Extracted data entries:
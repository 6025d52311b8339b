//! Statement parser for flowmark.
//!
//! Consumes the concatenated token stream of a whole document strictly left
//! to right with one token of lookahead and produces a [`Program`].
//!
//! Uses recursive descent over a flat grammar:
//! ```text
//! program   := (call | stray-token)*
//! call      := Identifier "(" param* ")"
//! param     := NumberLiteral | StringLiteral | Identifier
//! ```

use crate::ast::{CallExpr, CallName, Program};
use crate::{ParameterProblem, ParseError};
use flowmark_lexer::{Scanner, SourceLine, Token, TokenKind};

/// Flowmark statement parser.
///
/// Holds an index cursor into the token stream; tokens are never revisited
/// once consumed.
pub struct Parser {
    tokens: Vec<Token>,
    pos: usize,
}

impl Parser {
    /// Create a new parser for the given tokens.
    pub fn new(tokens: Vec<Token>) -> Self {
        Self { tokens, pos: 0 }
    }

    /// Parse source code into a program.
    pub fn parse(source: &str) -> Result<Program, ParseError> {
        let tokens = Scanner::tokenize(source)?;
        Parser::new(tokens).parse_program()
    }

    /// Parse already split source lines into a program.
    pub fn parse_lines(lines: &[SourceLine]) -> Result<Program, ParseError> {
        let tokens = Scanner::tokenize_lines(lines)?;
        Parser::new(tokens).parse_program()
    }

    /// Parse the whole token stream.
    ///
    /// Tokens that cannot start a statement are skipped; only identifiers
    /// open a call expression.
    pub fn parse_program(&mut self) -> Result<Program, ParseError> {
        let mut expressions = Vec::new();

        while let Some(token) = self.advance() {
            if token.kind != TokenKind::Identifier {
                tracing::trace!(
                    line = token.line(),
                    kind = %token.kind,
                    "skipping token outside call expression"
                );
                continue;
            }
            expressions.push(self.parse_call_expr(token)?);
        }

        tracing::debug!(expressions = expressions.len(), "parsed program");
        Ok(Program::new(expressions))
    }

    // =========================================================================
    // Call expressions
    // =========================================================================

    /// Parse the rest of a call whose leading identifier was just consumed:
    /// ```text
    /// Rel(api, "reads", db)
    /// ```
    fn parse_call_expr(&mut self, head: Token) -> Result<CallExpr, ParseError> {
        let line = head.line();
        let name = CallName::from_identifier(&head.value).ok_or_else(|| {
            ParseError::UnknownCallExpression {
                name: head.value.clone(),
                line,
            }
        })?;

        self.expect_open_paren(name, line)?;
        let parameters = self.collect_parameters(name)?;
        self.expect_close_paren(name, line)?;

        validate_parameters(name, line, &parameters)?;

        Ok(CallExpr::new(name, line, parameters))
    }

    fn expect_open_paren(&mut self, name: CallName, line: usize) -> Result<(), ParseError> {
        match self.peek() {
            Some(token) if token.kind == TokenKind::OpenParen => {
                self.pos += 1;
                Ok(())
            }
            Some(token) => Err(ParseError::ExpectedOpenParen {
                name,
                found: Some(token.kind),
                line: token.line(),
            }),
            None => Err(ParseError::ExpectedOpenParen {
                name,
                found: None,
                line,
            }),
        }
    }

    /// Collect literal and identifier tokens up to (not including) the
    /// closing paren.
    fn collect_parameters(&mut self, name: CallName) -> Result<Vec<Token>, ParseError> {
        let mut parameters = Vec::new();

        while let Some(token) = self.peek() {
            match token.kind {
                TokenKind::CloseParen => break,
                TokenKind::NumberLiteral | TokenKind::StringLiteral | TokenKind::Identifier => {
                    parameters.push(token.clone());
                    self.pos += 1;
                }
                found => {
                    return Err(ParseError::UnexpectedParameterToken {
                        name,
                        found,
                        line: token.line(),
                    })
                }
            }
        }

        Ok(parameters)
    }

    fn expect_close_paren(&mut self, name: CallName, line: usize) -> Result<(), ParseError> {
        match self.peek() {
            Some(token) if token.kind == TokenKind::CloseParen => {
                self.pos += 1;
                Ok(())
            }
            Some(token) => Err(ParseError::ExpectedCloseParen {
                name,
                found: Some(token.kind),
                line: token.line(),
            }),
            None => Err(ParseError::UnterminatedCallExpression { name, line }),
        }
    }

    // =========================================================================
    // Helpers
    // =========================================================================

    fn peek(&self) -> Option<&Token> {
        self.tokens.get(self.pos)
    }

    fn advance(&mut self) -> Option<Token> {
        let token = self.tokens.get(self.pos).cloned();
        if token.is_some() {
            self.pos += 1;
        }
        token
    }
}
//! Flowchart statement renderer.
//!
//! Maps each call expression to one Mermaid flowchart statement. Node
//! shapes come from the bracket style around the label; relations become
//! labelled arrows. Ids are emitted as written, with no check that a
//! relation's endpoints were declared.

use flowmark_parser::{CallExpr, CallName, Program};

/// Render every expression of a program, in order.
pub fn generate(program: &Program) -> Vec<String> {
    program.expressions.iter().map(render).collect()
}

/// Render a single call expression.
pub fn render(expr: &CallExpr) -> String {
    match expr.name {
        CallName::Entity => node(expr, "[", "]"),
        CallName::Database => node(expr, "[(", ")]"),
        CallName::Queue => node(expr, "[[", "]]"),
        CallName::Decision => node(expr, "{", "}"),
        CallName::Rel => format!("{}-->|{}|{}", expr.param(0), expr.param(1), expr.param(2)),
    }
}

fn node(expr: &CallExpr, open: &str, close: &str) -> String {
    format!("{}{open}{}{close}", expr.param(0), expr.param(1))
}
#[cfg(test)]
mod tests {
    use super::*;
    use crate::pubsub::adapter::Adapter;
    use crate::pubsub::node::{Key, NodeVersion};
    use async_trait::async_trait;

    struct NullAdapter;

    #[async_trait]
    impl Adapter for NullAdapter {
        async fn validate(&self, _name: &NodeName) -> bool {
            false
        }

        async fn authorize(&self, _subscriber: &Arc<dyn Subscriber>, _name: &NodeName) -> bool {
            false
        }

        async fn initialize(&self, _name: &NodeName) -> Option<Value> {
            None
        }

        async fn publish(
            &self,
            _channel: &str,
            _data: &Value,
            _message: &Value,
            _session_id: &str,
        ) -> Result<(), String> {
            Ok(())
        }
    }

    fn session_with(config: Configuration) -> Arc<Session> {
        let root = Root::new(Arc::new(NullAdapter), crate::pubsub::Configuration::new());
        Session::new("sss".to_string(), root, Arc::new(config))
    }

    fn session() -> Arc<Session> {
        session_with(Configuration::new())
    }

    fn name_ab() -> NodeName {
        let mut name = NodeName::new();
        name.add(Key::new("a", "b"));
        name
    }

    fn node(data: Value) -> Node {
        Node::new(NodeVersion::from_number(1), data)
    }

    #[test]
    fn update_event_carries_channel_and_data() {
        let session = session();
        session.on_update(&name_ab(), &node(json!({ "data": 1 })));

        assert_eq!(
            session.events(),
            vec![json!({ "channel": "/a/b", "data": 1 })]
        );
        assert!(session.events().is_empty());
    }

    #[test]
    fn update_event_extracts_embedded_id() {
        let session = session();
        session.on_update(&name_ab(), &node(json!({ "data": 2, "id": "foo" })));

        assert_eq!(
            session.events(),
            vec![json!({ "channel": "/a/b", "data": 2, "id": "foo" })]
        );
    }

    #[test]
    fn plain_values_are_the_payload() {
        let session = session();
        session.on_update(&name_ab(), &node(json!(42)));

        assert_eq!(
            session.events(),
            vec![json!({ "channel": "/a/b", "data": 42 })]
        );
    }

    #[test]
    fn events_preserve_fifo_order() {
        let session = session();
        session.on_update(&name_ab(), &node(json!({ "data": 1 })));
        session.on_update(&name_ab(), &node(json!({ "data": 2, "id": "foo" })));

        assert_eq!(
            session.events(),
            vec![
                json!({ "channel": "/a/b", "data": 1 }),
                json!({ "channel": "/a/b", "data": 2, "id": "foo" }),
            ]
        );
    }

    #[test]
    fn count_cap_drops_oldest() {
        let session = session_with(Configuration::new().max_messages_per_client(2));
        for n in 1..=3 {
            session.on_update(&name_ab(), &node(json!({ "data": n })));
        }

        assert_eq!(
            session.events(),
            vec![
                json!({ "channel": "/a/b", "data": 2 }),
                json!({ "channel": "/a/b", "data": 3 }),
            ]
        );
    }

    #[test]
    fn size_cap_drops_oldest() {
        let event_size = json_size(&json!({ "channel": "/a/b", "data": 0 }));
        let session =
            session_with(Configuration::new().max_messages_size_per_client(2 * event_size));

        for n in 0..5 {
            session.on_update(&name_ab(), &node(json!({ "data": n })));
        }

        let events = session.events();
        assert_eq!(events.len(), 2);
        assert_eq!(events[0]["data"], json!(3));
        assert_eq!(events[1]["data"], json!(4));
    }

    #[test]
    fn waiting_response_is_notified_of_new_events() {
        let session = session();

        let WaitResult::Park(mut rx) = session.wait_for_events() else {
            panic!("queue should be empty");
        };

        session.on_update(&name_ab(), &node(json!({ "data": 1 })));

        assert!(matches!(rx.try_recv(), Ok(Wake::Notified)));
        assert_eq!(
            session.events(),
            vec![json!({ "channel": "/a/b", "data": 1 })]
        );
    }

    #[test]
    fn woken_response_collects_the_whole_batch() {
        let session = session();

        let WaitResult::Park(mut rx) = session.wait_for_events() else {
            panic!("queue should be empty");
        };

        // Two events land before the woken response gets to drain.
        session.on_update(&name_ab(), &node(json!({ "data": 1 })));
        session.on_update(&name_ab(), &node(json!({ "data": 2 })));

        assert!(matches!(rx.try_recv(), Ok(Wake::Notified)));
        assert_eq!(session.events().len(), 2);
    }

    #[test]
    fn queued_events_short_circuit_waiting() {
        let session = session();
        session.on_update(&name_ab(), &node(json!({ "data": 1 })));

        let WaitResult::Ready(events) = session.wait_for_events() else {
            panic!("expected ready events");
        };
        assert_eq!(events, vec![json!({ "channel": "/a/b", "data": 1 })]);
    }

    #[test]
    fn second_connection_displaces_first() {
        let session = session();

        let WaitResult::Park(mut first) = session.wait_for_events() else {
            panic!("expected park");
        };
        let WaitResult::Park(mut second) = session.wait_for_events() else {
            panic!("expected park");
        };

        assert!(matches!(first.try_recv(), Ok(Wake::SecondConnection)));

        session.on_update(&name_ab(), &node(json!({ "data": 1 })));
        assert!(matches!(second.try_recv(), Ok(Wake::Notified)));
        assert_eq!(session.events().len(), 1);
    }

    #[test]
    fn hurry_wakes_with_empty_batch() {
        let session = session();

        let WaitResult::Park(mut rx) = session.wait_for_events() else {
            panic!("expected park");
        };
        session.hurry();

        assert!(matches!(rx.try_recv(), Ok(Wake::Notified)));
        assert!(session.events().is_empty());
    }

    #[test]
    fn timeout_wakes_with_empty_batch() {
        let session = session();

        let WaitResult::Park(mut rx) = session.wait_for_events() else {
            panic!("expected park");
        };
        session.timeout();

        assert!(matches!(rx.try_recv(), Ok(Wake::Notified)));
        assert!(session.events().is_empty());
    }

    #[test]
    fn dropped_receiver_keeps_events_queued() {
        let session = session();

        let WaitResult::Park(rx) = session.wait_for_events() else {
            panic!("expected park");
        };
        drop(rx);

        session.on_update(&name_ab(), &node(json!({ "data": 1 })));
        assert_eq!(session.events().len(), 1);
    }

    #[test]
    fn close_wakes_waiting_response_empty() {
        let session = session();

        let WaitResult::Park(mut rx) = session.wait_for_events() else {
            panic!("expected park");
        };
        session.close();

        assert!(matches!(rx.try_recv(), Ok(Wake::Notified)));
        assert!(session.events().is_empty());
    }
}
//! Session ownership: creation, lookup, use counting and idle reaping.
//!
//! The [`Connector`] is the arena for all live sessions, keyed by session
//! id. Handles are `Arc<Session>` borrowed for the duration of one request;
//! the use count inside the arena entry only exists to decide idle-reap
//! eligibility. A session whose use count drops to zero gets an idle timer;
//! any re-acquisition bumps the entry's generation, which invalidates the
//! timer. Explicit drops (`/meta/disconnect`) are deferred until the last
//! handle is released.

use std::collections::HashMap;
use std::sync::Arc;

use parking_lot::Mutex;
use tracing::{debug, info};

use crate::config::Configuration;
use crate::pubsub::root::Root;

use super::session::Session;

/// Produces session ids from a network connection name.
///
/// Ids are opaque to clients but must be unique per connector; the
/// connector retries on collision.
pub trait SessionIdGenerator: Send {
    /// Generate the next id for a client connecting as `connection_name`
    /// (typically `<peer-address>:<port>`).
    fn generate(&mut self, connection_name: &str) -> String;
}

/// Deterministic generator: `<connection>/<counter>`.
///
/// Predictable ids have no place in production; tests use this to get
/// stable session ids.
#[derive(Default)]
pub struct CountingIdGenerator {
    next: u64,
}

impl CountingIdGenerator {
    /// Create a generator counting from zero.
    #[must_use]
    pub fn new() -> Self {
        Self::default()
    }
}

impl SessionIdGenerator for CountingIdGenerator {
    fn generate(&mut self, connection_name: &str) -> String {
        let id = format!("{}/{}", connection_name, self.next);
        self.next += 1;
        id
    }
}

/// Default generator: `<connection>/<n>` where `n` mixes a random salt into
/// a monotonic counter, so ids from one server run cannot be replayed
/// against another.
pub struct SecureIdGenerator {
    next: u64,
    salt: u64,
}

impl SecureIdGenerator {
    /// Create a generator with a fresh random salt.
    #[must_use]
    pub fn new() -> Self {
        SecureIdGenerator {
            next: 0,
            salt: rand::random(),
        }
    }
}

impl Default for SecureIdGenerator {
    fn default() -> Self {
        Self::new()
    }
}

impl SessionIdGenerator for SecureIdGenerator {
    fn generate(&mut self, connection_name: &str) -> String {
        let id = format!(
            "{}/{:x}",
            connection_name,
            self.next.wrapping_mul(0x9e37_79b9_7f4a_7c15) ^ self.salt
        );
        self.next += 1;
        id
    }
}

struct SessionEntry {
    session: Arc<Session>,
    use_count: u32,
    /// Explicit drop requested while handles were still outstanding.
    remove: bool,
    /// Bumped on every acquisition; a timer with a stale generation is dead.
    generation: u64,
}

/// Owner of all sessions of one Bayeux endpoint.
pub struct Connector {
    root: Arc<Root>,
    config: Arc<Configuration>,
    generator: Mutex<Box<dyn SessionIdGenerator>>,
    sessions: Mutex<HashMap<String, SessionEntry>>,
}

impl Connector {
    /// Create a connector over a pub/sub registry with the default secure
    /// id generator.
    #[must_use]
    pub fn new(root: Arc<Root>, config: Configuration) -> Arc<Self> {
        Self::with_generator(root, config, Box::new(SecureIdGenerator::new()))
    }

    /// Create a connector with an explicit id generator.
    #[must_use]
    pub fn with_generator(
        root: Arc<Root>,
        config: Configuration,
        generator: Box<dyn SessionIdGenerator>,
    ) -> Arc<Self> {
        Arc::new(Connector {
            root,
            config: Arc::new(config),
            generator: Mutex::new(generator),
            sessions: Mutex::new(HashMap::new()),
        })
    }

    /// The pub/sub registry backing this connector's sessions.
    #[must_use]
    pub fn root(&self) -> &Arc<Root> {
        &self.root
    }

    /// The connector's configuration.
    #[must_use]
    pub fn config(&self) -> &Arc<Configuration> {
        &self.config
    }

    /// Look a session up and acquire a handle on it.
    ///
    /// Acquisition cancels any pending idle timer. Every successful call
    /// must be paired with one [`Connector::idle_session`].
    #[must_use]
    pub fn find_session(&self, session_id: &str) -> Option<Arc<Session>> {
        let mut sessions = self.sessions.lock();
        let entry = sessions.get_mut(session_id)?;
        entry.use_count += 1;
        entry.generation += 1;
        Some(entry.session.clone())
    }

    /// Create a session for a network connection and acquire a handle on
    /// it (the new entry starts with a use count of one).
    #[must_use]
    pub fn create_session(self: &Arc<Self>, connection_name: &str) -> Arc<Session> {
        let mut generator = self.generator.lock();
        let mut sessions = self.sessions.lock();

        let mut session_id = generator.generate(connection_name);
        while sessions.contains_key(&session_id) {
            session_id = generator.generate(connection_name);
        }

        let session = Session::new(session_id.clone(), self.root.clone(), self.config.clone());
        sessions.insert(
            session_id.clone(),
            SessionEntry {
                session: session.clone(),
                use_count: 1,
                remove: false,
                generation: 0,
            },
        );

        info!(session_id = %session_id, "session created");
        session
    }

    /// Release a handle acquired through [`Connector::find_session`] or
    /// [`Connector::create_session`].
    ///
    /// When the last handle goes, a deferred drop is executed immediately;
    /// otherwise the idle timer starts.
    pub fn idle_session(self: &Arc<Self>, session: &Arc<Session>) {
        let session_id = session.session_id();
        let mut sessions = self.sessions.lock();

        let Some(entry) = sessions.get_mut(session_id) else {
            return;
        };
        debug_assert!(entry.use_count > 0);
        entry.use_count = entry.use_count.saturating_sub(1);
        if entry.use_count > 0 {
            return;
        }

        if entry.remove {
            let entry = sessions.remove(session_id);
            drop(sessions);
            if let Some(entry) = entry {
                info!(session_id = %session_id, "session dropped");
                entry.session.close();
            }
            return;
        }

        let generation = entry.generation;
        let session_id = session_id.to_string();
        let connector = self.clone();
        let timeout = self.config.get_session_timeout();
        drop(sessions);

        tokio::spawn(async move {
            tokio::time::sleep(timeout).await;
            connector.session_timeout_reached(&session_id, generation);
        });
    }

    /// Request removal of a session, as `/meta/disconnect` does.
    ///
    /// The session is removed right away if nothing holds a handle on it;
    /// otherwise removal happens when the last handle is released.
    pub fn drop_session(&self, session_id: &str) {
        let mut sessions = self.sessions.lock();
        let Some(entry) = sessions.get_mut(session_id) else {
            return;
        };

        if entry.use_count == 0 {
            let entry = sessions.remove(session_id);
            drop(sessions);
            if let Some(entry) = entry {
                info!(session_id = %session_id, "session dropped");
                entry.session.close();
            }
        } else {
            entry.remove = true;
        }
    }

    /// Number of live sessions.
    #[must_use]
    pub fn session_count(&self) -> usize {
        self.sessions.lock().len()
    }

    fn session_timeout_reached(&self, session_id: &str, generation: u64) {
        let mut sessions = self.sessions.lock();

        let Some(entry) = sessions.get(session_id) else {
            return;
        };
        if entry.use_count != 0 || entry.generation != generation {
            // Re-acquired since the timer was armed; the timer is stale.
            return;
        }

        let entry = sessions.remove(session_id);
        drop(sessions);
        if let Some(entry) = entry {
            debug!(session_id = %session_id, "session timed out");
            entry.session.close();
        }
    }
}
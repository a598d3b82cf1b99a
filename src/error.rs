//! Error types for the Bayeux server core.
//!
//! Errors in this module cover the seams where a request can fail before it
//! reaches the protocol layer: undecodable message bodies and malformed
//! channel paths. Protocol-level failures (invalid client ids, rejected
//! subscriptions, ...) are not Rust errors; they are carried to the client in
//! the `error` field of an otherwise successful reply and are defined as
//! string constants in [`crate::bayeux::dispatcher`].
//!
//! # Error Categories
//!
//! | Category | Variants | Client-visible as |
//! |----------|----------|-------------------|
//! | Decoding | `MalformedBody`, `Json` | HTTP 400 |
//! | Channels | `InvalidChannel` | `error: "invalid subscription"` |

use thiserror::Error;

/// Result type for Bayeux core operations.
pub type Result<T> = std::result::Result<T, BayeuxError>;

/// Errors produced while decoding and validating incoming requests.
#[derive(Error, Debug)]
#[non_exhaustive]
pub enum BayeuxError {
    /// The request body is not a decodable Bayeux message batch.
    ///
    /// Covers bodies that are valid JSON but not an object or array of
    /// objects, form bodies without a `message` parameter, and batch
    /// elements lacking a `channel` field.
    #[error("malformed message body: {0}")]
    MalformedBody(String),

    /// The request body is not valid JSON at all.
    #[error("JSON error: {0}")]
    Json(#[from] serde_json::Error),

    /// A channel path does not name a data node.
    ///
    /// Node channels must consist of an even number of non-empty segments,
    /// `/domain1/value1/domain2/value2/...`.
    #[error("invalid channel: {0}")]
    InvalidChannel(String),
}
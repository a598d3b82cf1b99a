//! The versioned publish/subscribe data tree.
//!
//! Nodes are named JSON values with a version counter and a bounded ring of
//! recent deltas ([`node`]). The [`Root`] registry maps node names to
//! subscribers, drives the adapter's validate/authorize/initialize
//! handshakes and fans updates out. The embedding application plugs in
//! through the [`Adapter`] trait; parties interested in updates implement
//! [`Subscriber`].

pub mod adapter;
pub mod config;
pub mod delta;
pub mod node;
pub mod root;

pub use adapter::{Adapter, SubscribeFailure, Subscriber};
pub use config::Configuration;
pub use node::{Key, Node, NodeName, NodeVersion};
pub use root::Root;
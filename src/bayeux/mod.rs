//! The Bayeux session engine.
//!
//! Implements the server side of the Bayeux 1.0 protocol over long-polling:
//! handshake, connect, subscribe, unsubscribe, disconnect and publish, with
//! per-session event buffering and the long-poll suspension machinery.
//! Incoming batches are decoded by [`protocol`], routed by the dispatcher
//! methods on [`Connector`], and answered from per-[`Session`] queues fed by
//! the pub/sub tree.

pub mod channel;
pub mod connector;
pub mod dispatcher;
pub mod protocol;
pub mod session;

pub use channel::{channel_from_node_name, node_name_from_channel};
pub use connector::{Connector, CountingIdGenerator, SecureIdGenerator, SessionIdGenerator};
pub use dispatcher::{
    ERROR_INVALID_CLIENT_ID, ERROR_UNSUPPORTED_CONNECTION_TYPE, LONG_POLLING, PROTOCOL_VERSION,
};
pub use protocol::{Message, MessageEnvelope};
pub use session::{Session, WaitResult, Wake};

◆ TASK ITEM:
The answer must be every line of the records that contains the word "through".

◆ OUTPUT:
    /// Release a handle acquired through [`Connector::find_session`] or
//! through the [`Adapter`] trait; parties interested in updates implement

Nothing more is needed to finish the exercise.